§ What this task involves: Lift every line from the entries that includes the word "lastName".

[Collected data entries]
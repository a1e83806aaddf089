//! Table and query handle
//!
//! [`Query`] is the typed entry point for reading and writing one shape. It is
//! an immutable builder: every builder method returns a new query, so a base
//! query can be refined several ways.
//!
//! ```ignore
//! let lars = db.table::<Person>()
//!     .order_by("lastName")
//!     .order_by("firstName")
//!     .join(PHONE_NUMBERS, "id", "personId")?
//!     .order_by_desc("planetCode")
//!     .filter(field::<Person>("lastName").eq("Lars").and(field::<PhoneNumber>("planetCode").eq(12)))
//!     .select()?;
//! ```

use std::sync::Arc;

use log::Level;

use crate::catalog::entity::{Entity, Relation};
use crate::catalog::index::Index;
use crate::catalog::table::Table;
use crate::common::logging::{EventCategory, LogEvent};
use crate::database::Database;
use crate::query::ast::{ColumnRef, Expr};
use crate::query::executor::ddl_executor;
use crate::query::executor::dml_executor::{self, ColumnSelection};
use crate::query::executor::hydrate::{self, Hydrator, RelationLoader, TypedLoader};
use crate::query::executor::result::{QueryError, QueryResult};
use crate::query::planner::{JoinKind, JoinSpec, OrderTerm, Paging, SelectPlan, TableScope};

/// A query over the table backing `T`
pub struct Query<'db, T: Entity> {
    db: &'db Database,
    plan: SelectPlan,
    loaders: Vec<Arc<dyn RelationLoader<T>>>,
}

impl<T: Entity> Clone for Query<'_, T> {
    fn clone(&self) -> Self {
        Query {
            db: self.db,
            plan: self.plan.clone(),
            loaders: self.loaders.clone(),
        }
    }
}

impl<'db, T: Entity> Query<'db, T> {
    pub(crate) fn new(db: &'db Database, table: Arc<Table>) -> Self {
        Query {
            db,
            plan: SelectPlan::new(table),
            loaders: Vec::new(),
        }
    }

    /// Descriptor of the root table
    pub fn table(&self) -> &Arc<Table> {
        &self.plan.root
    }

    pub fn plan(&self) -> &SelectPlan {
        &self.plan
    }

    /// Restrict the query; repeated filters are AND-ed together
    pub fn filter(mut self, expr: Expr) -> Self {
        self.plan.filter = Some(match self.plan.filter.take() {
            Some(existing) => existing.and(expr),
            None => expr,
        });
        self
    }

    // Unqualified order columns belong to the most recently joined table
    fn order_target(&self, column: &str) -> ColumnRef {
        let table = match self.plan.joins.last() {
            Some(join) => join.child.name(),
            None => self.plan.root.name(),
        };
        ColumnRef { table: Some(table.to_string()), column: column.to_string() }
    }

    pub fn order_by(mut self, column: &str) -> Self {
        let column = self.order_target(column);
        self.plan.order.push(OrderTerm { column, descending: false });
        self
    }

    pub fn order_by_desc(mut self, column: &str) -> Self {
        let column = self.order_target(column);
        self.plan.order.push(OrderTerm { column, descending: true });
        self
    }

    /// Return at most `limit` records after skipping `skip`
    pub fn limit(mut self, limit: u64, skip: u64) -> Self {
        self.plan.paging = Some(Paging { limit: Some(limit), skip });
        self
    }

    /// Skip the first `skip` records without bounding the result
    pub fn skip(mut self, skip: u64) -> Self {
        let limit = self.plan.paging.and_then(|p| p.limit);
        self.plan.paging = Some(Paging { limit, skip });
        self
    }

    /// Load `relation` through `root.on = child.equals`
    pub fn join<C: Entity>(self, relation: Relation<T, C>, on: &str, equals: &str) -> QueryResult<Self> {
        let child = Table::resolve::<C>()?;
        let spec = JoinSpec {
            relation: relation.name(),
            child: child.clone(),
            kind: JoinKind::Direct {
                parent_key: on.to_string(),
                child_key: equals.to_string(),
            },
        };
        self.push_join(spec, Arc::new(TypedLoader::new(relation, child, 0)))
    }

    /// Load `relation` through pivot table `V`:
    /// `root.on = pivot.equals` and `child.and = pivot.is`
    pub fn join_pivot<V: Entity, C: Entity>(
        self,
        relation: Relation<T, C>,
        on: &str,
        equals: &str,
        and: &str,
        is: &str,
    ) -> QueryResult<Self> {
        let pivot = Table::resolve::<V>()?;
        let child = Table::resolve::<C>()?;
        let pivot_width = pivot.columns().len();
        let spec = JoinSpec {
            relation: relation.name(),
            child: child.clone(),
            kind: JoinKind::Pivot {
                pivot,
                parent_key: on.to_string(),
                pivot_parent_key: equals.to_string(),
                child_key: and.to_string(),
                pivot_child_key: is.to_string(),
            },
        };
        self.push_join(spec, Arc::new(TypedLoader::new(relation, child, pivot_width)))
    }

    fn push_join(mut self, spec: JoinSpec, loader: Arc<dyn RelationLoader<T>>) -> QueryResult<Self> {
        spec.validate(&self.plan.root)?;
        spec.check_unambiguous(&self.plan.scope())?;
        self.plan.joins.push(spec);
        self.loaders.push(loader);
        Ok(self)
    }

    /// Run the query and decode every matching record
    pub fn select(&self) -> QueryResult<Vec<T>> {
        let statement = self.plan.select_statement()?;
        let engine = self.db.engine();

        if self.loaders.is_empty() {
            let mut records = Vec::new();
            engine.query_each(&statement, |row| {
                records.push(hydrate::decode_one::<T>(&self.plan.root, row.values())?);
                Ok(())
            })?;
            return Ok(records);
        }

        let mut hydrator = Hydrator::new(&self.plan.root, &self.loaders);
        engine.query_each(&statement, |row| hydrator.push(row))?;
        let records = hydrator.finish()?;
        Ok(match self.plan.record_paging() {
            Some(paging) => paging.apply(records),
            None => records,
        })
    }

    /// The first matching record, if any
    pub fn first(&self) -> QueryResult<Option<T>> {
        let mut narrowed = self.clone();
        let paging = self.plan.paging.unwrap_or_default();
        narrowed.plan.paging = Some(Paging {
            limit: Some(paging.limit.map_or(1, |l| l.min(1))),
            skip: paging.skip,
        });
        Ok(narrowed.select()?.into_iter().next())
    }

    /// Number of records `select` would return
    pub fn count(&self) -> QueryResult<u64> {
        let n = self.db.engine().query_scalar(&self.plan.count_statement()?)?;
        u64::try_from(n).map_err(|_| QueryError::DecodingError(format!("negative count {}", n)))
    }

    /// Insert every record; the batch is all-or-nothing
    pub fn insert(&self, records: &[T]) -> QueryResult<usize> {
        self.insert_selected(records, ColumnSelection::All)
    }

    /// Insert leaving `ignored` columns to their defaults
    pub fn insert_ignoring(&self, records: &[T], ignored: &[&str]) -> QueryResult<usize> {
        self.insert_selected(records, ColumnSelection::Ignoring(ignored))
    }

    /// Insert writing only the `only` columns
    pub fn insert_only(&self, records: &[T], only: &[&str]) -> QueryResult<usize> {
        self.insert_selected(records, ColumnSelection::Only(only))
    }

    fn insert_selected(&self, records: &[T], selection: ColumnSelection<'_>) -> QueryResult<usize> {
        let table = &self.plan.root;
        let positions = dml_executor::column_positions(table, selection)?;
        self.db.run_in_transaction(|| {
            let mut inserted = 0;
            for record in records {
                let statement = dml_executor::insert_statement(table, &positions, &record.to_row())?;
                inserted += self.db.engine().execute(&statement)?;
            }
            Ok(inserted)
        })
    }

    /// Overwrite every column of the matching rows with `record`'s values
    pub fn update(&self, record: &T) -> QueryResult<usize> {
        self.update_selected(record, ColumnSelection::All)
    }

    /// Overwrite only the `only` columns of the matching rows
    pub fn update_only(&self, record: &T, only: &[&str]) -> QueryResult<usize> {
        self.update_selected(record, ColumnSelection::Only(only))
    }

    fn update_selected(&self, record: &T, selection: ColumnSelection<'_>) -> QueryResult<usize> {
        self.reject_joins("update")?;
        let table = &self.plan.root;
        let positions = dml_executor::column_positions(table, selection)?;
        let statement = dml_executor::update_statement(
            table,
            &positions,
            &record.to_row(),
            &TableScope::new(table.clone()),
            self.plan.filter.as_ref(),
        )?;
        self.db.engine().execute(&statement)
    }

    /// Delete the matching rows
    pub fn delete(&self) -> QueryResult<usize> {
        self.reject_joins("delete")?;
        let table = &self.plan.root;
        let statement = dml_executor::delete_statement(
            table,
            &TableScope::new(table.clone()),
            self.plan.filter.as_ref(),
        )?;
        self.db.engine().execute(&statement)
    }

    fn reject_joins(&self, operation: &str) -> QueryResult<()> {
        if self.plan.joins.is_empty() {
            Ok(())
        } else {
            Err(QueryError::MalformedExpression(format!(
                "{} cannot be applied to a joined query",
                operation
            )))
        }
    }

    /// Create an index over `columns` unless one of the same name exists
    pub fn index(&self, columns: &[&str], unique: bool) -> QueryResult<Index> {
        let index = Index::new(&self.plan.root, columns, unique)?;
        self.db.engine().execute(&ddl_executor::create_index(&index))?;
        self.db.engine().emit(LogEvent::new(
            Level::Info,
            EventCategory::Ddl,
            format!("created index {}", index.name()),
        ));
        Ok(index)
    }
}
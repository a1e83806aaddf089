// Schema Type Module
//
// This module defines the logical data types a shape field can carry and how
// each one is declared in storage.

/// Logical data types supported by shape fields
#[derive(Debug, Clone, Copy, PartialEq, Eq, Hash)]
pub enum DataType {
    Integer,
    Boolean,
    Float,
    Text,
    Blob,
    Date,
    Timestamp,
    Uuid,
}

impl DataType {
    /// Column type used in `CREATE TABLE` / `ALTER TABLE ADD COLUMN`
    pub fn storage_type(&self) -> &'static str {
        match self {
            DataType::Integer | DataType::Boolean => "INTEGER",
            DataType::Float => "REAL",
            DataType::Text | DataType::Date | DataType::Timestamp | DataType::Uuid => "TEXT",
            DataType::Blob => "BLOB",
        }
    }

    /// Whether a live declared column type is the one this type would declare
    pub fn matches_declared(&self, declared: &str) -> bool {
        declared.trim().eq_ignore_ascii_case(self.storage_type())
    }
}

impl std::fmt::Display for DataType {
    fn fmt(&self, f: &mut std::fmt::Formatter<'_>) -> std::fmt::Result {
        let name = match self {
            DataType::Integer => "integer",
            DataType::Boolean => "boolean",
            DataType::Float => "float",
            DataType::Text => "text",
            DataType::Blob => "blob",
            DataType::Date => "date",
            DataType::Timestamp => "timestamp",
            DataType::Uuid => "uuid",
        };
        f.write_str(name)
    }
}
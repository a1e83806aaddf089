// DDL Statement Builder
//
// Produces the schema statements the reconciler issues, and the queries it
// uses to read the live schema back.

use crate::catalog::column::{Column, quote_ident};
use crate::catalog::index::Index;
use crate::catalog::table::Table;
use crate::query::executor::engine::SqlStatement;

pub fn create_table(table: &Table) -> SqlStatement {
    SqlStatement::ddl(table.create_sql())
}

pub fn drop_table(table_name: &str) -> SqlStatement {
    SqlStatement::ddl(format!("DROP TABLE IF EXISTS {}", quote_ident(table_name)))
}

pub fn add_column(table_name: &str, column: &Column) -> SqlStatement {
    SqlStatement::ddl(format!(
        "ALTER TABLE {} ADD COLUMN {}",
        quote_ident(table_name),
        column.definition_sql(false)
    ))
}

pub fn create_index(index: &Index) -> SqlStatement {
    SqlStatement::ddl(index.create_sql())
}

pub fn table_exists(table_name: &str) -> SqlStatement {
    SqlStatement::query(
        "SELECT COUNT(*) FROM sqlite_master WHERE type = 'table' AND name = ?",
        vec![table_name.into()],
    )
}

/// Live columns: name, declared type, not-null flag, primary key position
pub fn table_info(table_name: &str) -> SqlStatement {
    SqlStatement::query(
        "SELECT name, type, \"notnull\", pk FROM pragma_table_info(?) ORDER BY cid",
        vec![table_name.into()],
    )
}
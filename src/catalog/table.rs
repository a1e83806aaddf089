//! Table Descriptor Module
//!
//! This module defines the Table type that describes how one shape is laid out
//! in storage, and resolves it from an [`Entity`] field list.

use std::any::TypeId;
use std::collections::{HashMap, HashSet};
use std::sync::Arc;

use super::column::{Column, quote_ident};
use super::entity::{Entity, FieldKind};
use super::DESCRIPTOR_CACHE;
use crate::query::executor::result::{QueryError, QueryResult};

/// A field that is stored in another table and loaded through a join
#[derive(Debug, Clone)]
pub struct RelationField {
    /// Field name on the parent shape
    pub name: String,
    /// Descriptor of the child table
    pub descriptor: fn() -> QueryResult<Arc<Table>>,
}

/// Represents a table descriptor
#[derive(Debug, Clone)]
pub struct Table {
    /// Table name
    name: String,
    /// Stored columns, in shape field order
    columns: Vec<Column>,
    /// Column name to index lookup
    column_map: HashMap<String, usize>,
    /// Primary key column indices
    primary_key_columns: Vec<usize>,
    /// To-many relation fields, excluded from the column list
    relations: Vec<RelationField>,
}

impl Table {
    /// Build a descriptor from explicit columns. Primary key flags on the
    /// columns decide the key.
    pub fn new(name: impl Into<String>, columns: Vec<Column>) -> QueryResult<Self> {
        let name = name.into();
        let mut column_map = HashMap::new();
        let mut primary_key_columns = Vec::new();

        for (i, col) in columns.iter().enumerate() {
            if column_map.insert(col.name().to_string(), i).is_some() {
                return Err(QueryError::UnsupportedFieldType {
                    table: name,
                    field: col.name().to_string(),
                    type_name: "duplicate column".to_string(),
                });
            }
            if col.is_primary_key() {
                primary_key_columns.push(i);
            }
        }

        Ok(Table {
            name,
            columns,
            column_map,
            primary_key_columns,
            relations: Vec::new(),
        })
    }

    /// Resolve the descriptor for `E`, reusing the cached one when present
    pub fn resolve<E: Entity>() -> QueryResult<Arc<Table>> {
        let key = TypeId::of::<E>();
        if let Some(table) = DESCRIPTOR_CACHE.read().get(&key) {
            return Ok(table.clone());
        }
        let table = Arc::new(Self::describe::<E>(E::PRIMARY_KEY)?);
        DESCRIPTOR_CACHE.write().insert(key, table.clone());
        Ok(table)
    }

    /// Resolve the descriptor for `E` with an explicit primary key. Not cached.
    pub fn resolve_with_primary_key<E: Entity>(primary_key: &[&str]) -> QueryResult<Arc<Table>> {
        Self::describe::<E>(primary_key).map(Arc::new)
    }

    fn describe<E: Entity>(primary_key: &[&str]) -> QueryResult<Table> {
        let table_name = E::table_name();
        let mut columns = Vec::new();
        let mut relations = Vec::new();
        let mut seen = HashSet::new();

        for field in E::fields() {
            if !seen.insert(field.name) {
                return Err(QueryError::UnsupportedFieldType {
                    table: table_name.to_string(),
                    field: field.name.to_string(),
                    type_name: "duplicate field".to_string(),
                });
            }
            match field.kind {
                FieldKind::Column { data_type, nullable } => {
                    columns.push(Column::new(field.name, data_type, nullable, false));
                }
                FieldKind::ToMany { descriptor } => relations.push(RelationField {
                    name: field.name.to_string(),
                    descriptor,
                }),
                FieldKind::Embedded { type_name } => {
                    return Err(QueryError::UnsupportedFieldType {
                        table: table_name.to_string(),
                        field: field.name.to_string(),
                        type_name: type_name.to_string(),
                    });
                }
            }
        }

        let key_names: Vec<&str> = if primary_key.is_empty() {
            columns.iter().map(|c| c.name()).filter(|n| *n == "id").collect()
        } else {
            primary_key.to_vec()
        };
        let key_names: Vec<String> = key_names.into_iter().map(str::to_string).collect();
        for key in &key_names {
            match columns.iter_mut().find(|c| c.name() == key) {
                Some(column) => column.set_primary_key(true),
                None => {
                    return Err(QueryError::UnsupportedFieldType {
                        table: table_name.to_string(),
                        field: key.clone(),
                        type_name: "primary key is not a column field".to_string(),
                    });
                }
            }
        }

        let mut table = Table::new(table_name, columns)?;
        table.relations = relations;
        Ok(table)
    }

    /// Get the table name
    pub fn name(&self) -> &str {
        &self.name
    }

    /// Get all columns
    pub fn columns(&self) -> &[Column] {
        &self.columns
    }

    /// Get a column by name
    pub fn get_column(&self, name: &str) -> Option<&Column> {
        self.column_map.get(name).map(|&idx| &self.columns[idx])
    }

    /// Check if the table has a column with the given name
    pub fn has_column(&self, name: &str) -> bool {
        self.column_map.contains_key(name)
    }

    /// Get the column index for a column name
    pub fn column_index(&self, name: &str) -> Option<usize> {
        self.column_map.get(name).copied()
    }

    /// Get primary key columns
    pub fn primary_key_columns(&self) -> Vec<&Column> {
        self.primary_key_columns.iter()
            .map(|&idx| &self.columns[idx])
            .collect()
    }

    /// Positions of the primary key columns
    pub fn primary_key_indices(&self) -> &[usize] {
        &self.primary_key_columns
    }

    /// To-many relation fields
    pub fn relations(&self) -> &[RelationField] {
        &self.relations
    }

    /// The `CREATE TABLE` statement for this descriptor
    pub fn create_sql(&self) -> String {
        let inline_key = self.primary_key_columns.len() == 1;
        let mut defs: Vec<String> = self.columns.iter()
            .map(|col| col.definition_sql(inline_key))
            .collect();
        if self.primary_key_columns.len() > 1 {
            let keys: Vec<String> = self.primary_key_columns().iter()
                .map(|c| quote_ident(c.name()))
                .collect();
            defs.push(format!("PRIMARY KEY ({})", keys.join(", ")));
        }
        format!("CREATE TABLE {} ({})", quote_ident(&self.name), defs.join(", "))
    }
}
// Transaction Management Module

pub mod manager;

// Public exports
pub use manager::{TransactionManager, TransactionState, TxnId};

§ Task response:
//!     .order_by("lastName")
//!     .filter(field::<Person>("lastName").eq("Lars").and(field::<PhoneNumber>("planetCode").eq(12)))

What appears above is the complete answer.